Task details: Note each line in the data holding the string "total" and report it.

Supplied information:
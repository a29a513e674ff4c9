//! CLI smoke entry point.
//!
//! Usage: `bookshelf_cli [TARGET] [LOG_DIR]`
//!
//! Runs the three-book scenario against `TARGET` (`:memory:` when omitted)
//! and prints what the store reports. A file target must have no stored
//! books; the scenario removes the rows it added before exiting. When
//! `LOG_DIR` is given, store events are written there.

use bookshelf_core::{
    core_version, init_logging, Book, BookRepository, BookStore, LogConfig, LoggingError,
    StoreError, StoreTarget, MEMORY_DESIGNATOR,
};
use log::info;
use std::error::Error;
use std::fmt::{Display, Formatter};
use std::process::ExitCode;

#[derive(Debug)]
enum CliError {
    Logging(LoggingError),
    Store(StoreError),
    /// The target already holds books; the scenario never touches them.
    TargetNotEmpty { target: String, rows: usize },
}

impl Display for CliError {
    fn fmt(&self, f: &mut Formatter<'_>) -> std::fmt::Result {
        match self {
            Self::Logging(err) => write!(f, "{err}"),
            Self::Store(err) => write!(f, "{err}"),
            Self::TargetNotEmpty { target, rows } => write!(
                f,
                "target `{target}` already holds {rows} book(s); use an empty database or {MEMORY_DESIGNATOR}"
            ),
        }
    }
}

impl Error for CliError {
    fn source(&self) -> Option<&(dyn Error + 'static)> {
        match self {
            Self::Logging(err) => Some(err),
            Self::Store(err) => Some(err),
            Self::TargetNotEmpty { .. } => None,
        }
    }
}

impl From<StoreError> for CliError {
    fn from(value: StoreError) -> Self {
        Self::Store(value)
    }
}

impl From<LoggingError> for CliError {
    fn from(value: LoggingError) -> Self {
        Self::Logging(value)
    }
}

#[derive(Debug, Clone, PartialEq, Eq)]
struct ScenarioReport {
    books: usize,
    found_description: Option<String>,
    books_after_delete: usize,
}

fn main() -> ExitCode {
    let mut args = std::env::args().skip(1);
    let target = StoreTarget::parse(
        &args
            .next()
            .unwrap_or_else(|| MEMORY_DESIGNATOR.to_string()),
    );
    let log_dir = args.next();

    println!("bookshelf_core version={}", core_version());
    match run(&target, log_dir.as_deref()) {
        Ok(report) => {
            println!("books={}", report.books);
            if let Some(description) = &report.found_description {
                println!("find B description={description}");
            }
            println!("books_after_delete={}", report.books_after_delete);
            ExitCode::SUCCESS
        }
        Err(err) => {
            eprintln!("error: {err}");
            ExitCode::FAILURE
        }
    }
}

fn run(target: &StoreTarget, log_dir: Option<&str>) -> Result<ScenarioReport, CliError> {
    if let Some(dir) = log_dir {
        init_logging(&LogConfig::with_default_level(dir)?)?;
    }
    info!(
        "event=cli_start module=cli status=ok mode={} transient={}",
        target.mode(),
        target.is_transient()
    );
    run_scenario(target)
}

fn scenario_books() -> [Book; 3] {
    [
        Book::new("A", "genre1", "author1"),
        Book::new("B", "genre2", "author2"),
        Book::new("C", "genre1", "author3"),
    ]
}

fn run_scenario(target: &StoreTarget) -> Result<ScenarioReport, CliError> {
    BookStore::scoped(target.clone(), |store| {
        store.create_table()?;
        let existing = store.count_books()?;
        if existing > 0 {
            return Err(CliError::TargetNotEmpty {
                target: target.to_string(),
                rows: existing,
            });
        }

        let books = scenario_books();
        for book in &books {
            store.insert_book(book)?;
        }
        let total = store.count_books()?;

        let found = store.find_by_title("B")?;
        if let Some(book) = &found {
            store.delete_book(book)?;
        }
        let after_delete = store.count_books()?;

        for book in &books {
            store.delete_book(book)?;
        }

        Ok(ScenarioReport {
            books: total,
            found_description: found.map(|book| book.description),
            books_after_delete: after_delete,
        })
    })
}
//! Process-wide file logging for store and device events.
//!
//! # Invariants
//! - At most one logger is installed per process.
//! - Re-initializing with an equal [`LogConfig`] is a no-op; any other config
//!   is rejected while a logger is active.
//! - Events carry modes, counts and durations only, never book contents.

use flexi_logger::{Cleanup, Criterion, FileSpec, Logger, LoggerHandle, Naming, WriteMode};
use log::{info, LevelFilter};
use once_cell::sync::OnceCell;
use std::error::Error;
use std::fmt::{Display, Formatter};
use std::path::{Path, PathBuf};

const LOG_FILE_BASENAME: &str = "bookshelf";
const ROTATE_AT_BYTES: u64 = 5 * 1024 * 1024;
const KEEP_ROTATED_FILES: usize = 3;

static INSTALLED: OnceCell<Installed> = OnceCell::new();

struct Installed {
    config: LogConfig,
    _handle: LoggerHandle,
}

/// Level and directory for the rotating `bookshelf_*.log` files.
#[derive(Debug, Clone, PartialEq, Eq)]
pub struct LogConfig {
    pub level: LevelFilter,
    pub dir: PathBuf,
}

impl LogConfig {
    /// Builds a config from textual input.
    ///
    /// `level` is any `log` level name (case-insensitive, `off` included).
    /// A relative `dir` is resolved against the current working directory.
    pub fn parse(level: &str, dir: impl AsRef<Path>) -> Result<Self, LoggingError> {
        let level = level
            .trim()
            .parse::<LevelFilter>()
            .map_err(|_| LoggingError::UnknownLevel(level.trim().to_string()))?;

        let dir = dir.as_ref();
        if dir.as_os_str().is_empty() {
            return Err(LoggingError::EmptyDirectory);
        }
        let dir = if dir.is_absolute() {
            dir.to_path_buf()
        } else {
            std::env::current_dir()
                .map_err(|err| LoggingError::Io {
                    path: dir.to_path_buf(),
                    source: err,
                })?
                .join(dir)
        };

        Ok(Self { level, dir })
    }

    /// Config at [`default_log_level`] under `dir`.
    pub fn with_default_level(dir: impl AsRef<Path>) -> Result<Self, LoggingError> {
        Self::parse(default_log_level().as_str(), dir)
    }
}

#[derive(Debug)]
pub enum LoggingError {
    UnknownLevel(String),
    EmptyDirectory,
    Io {
        path: PathBuf,
        source: std::io::Error,
    },
    Backend(flexi_logger::FlexiLoggerError),
    /// A logger with a different config is already running.
    AlreadyActive {
        active: LogConfig,
        requested: LogConfig,
    },
}

impl Display for LoggingError {
    fn fmt(&self, f: &mut Formatter<'_>) -> std::fmt::Result {
        match self {
            Self::UnknownLevel(level) => write!(
                f,
                "unknown log level `{level}`; expected off|error|warn|info|debug|trace"
            ),
            Self::EmptyDirectory => f.write_str("log directory cannot be empty"),
            Self::Io { path, source } => {
                write!(f, "log directory `{}` is unusable: {source}", path.display())
            }
            Self::Backend(err) => write!(f, "failed to start file logger: {err}"),
            Self::AlreadyActive { active, requested } => write!(
                f,
                "logging already active at level {} in `{}`; cannot switch to level {} in `{}`",
                active.level,
                active.dir.display(),
                requested.level,
                requested.dir.display()
            ),
        }
    }
}

impl Error for LoggingError {
    fn source(&self) -> Option<&(dyn Error + 'static)> {
        match self {
            Self::Io { source, .. } => Some(source),
            Self::Backend(err) => Some(err),
            Self::UnknownLevel(_) | Self::EmptyDirectory | Self::AlreadyActive { .. } => None,
        }
    }
}

/// Installs the file logger described by `config`.
///
/// # Errors
/// - `Io` when the directory cannot be created.
/// - `Backend` when flexi_logger refuses to start.
/// - `AlreadyActive` when a logger with another config is running.
pub fn init_logging(config: &LogConfig) -> Result<(), LoggingError> {
    let installed = INSTALLED.get_or_try_init(|| install(config))?;
    if installed.config != *config {
        return Err(LoggingError::AlreadyActive {
            active: installed.config.clone(),
            requested: config.clone(),
        });
    }
    Ok(())
}

/// Config of the running logger, if one was installed.
pub fn active_log_config() -> Option<LogConfig> {
    INSTALLED.get().map(|installed| installed.config.clone())
}

/// `Debug` in debug builds, `Info` in release builds.
pub fn default_log_level() -> LevelFilter {
    if cfg!(debug_assertions) {
        LevelFilter::Debug
    } else {
        LevelFilter::Info
    }
}

fn install(config: &LogConfig) -> Result<Installed, LoggingError> {
    std::fs::create_dir_all(&config.dir).map_err(|err| LoggingError::Io {
        path: config.dir.clone(),
        source: err,
    })?;

    let spec = config.level.as_str().to_ascii_lowercase();
    let handle = Logger::try_with_str(&spec)
        .map_err(LoggingError::Backend)?
        .log_to_file(
            FileSpec::default()
                .directory(config.dir.as_path())
                .basename(LOG_FILE_BASENAME),
        )
        .rotate(
            Criterion::Size(ROTATE_AT_BYTES),
            Naming::Numbers,
            Cleanup::KeepLogFiles(KEEP_ROTATED_FILES),
        )
        .write_mode(WriteMode::BufferAndFlush)
        .append()
        .format_for_files(flexi_logger::detailed_format)
        .start()
        .map_err(LoggingError::Backend)?;

    info!(
        "event=logging_init module=core status=ok level={spec} version={}",
        env!("CARGO_PKG_VERSION")
    );

    Ok(Installed {
        config: config.clone(),
        _handle: handle,
    })
}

Your response:
        let total = store.count_books()?;
            books: total,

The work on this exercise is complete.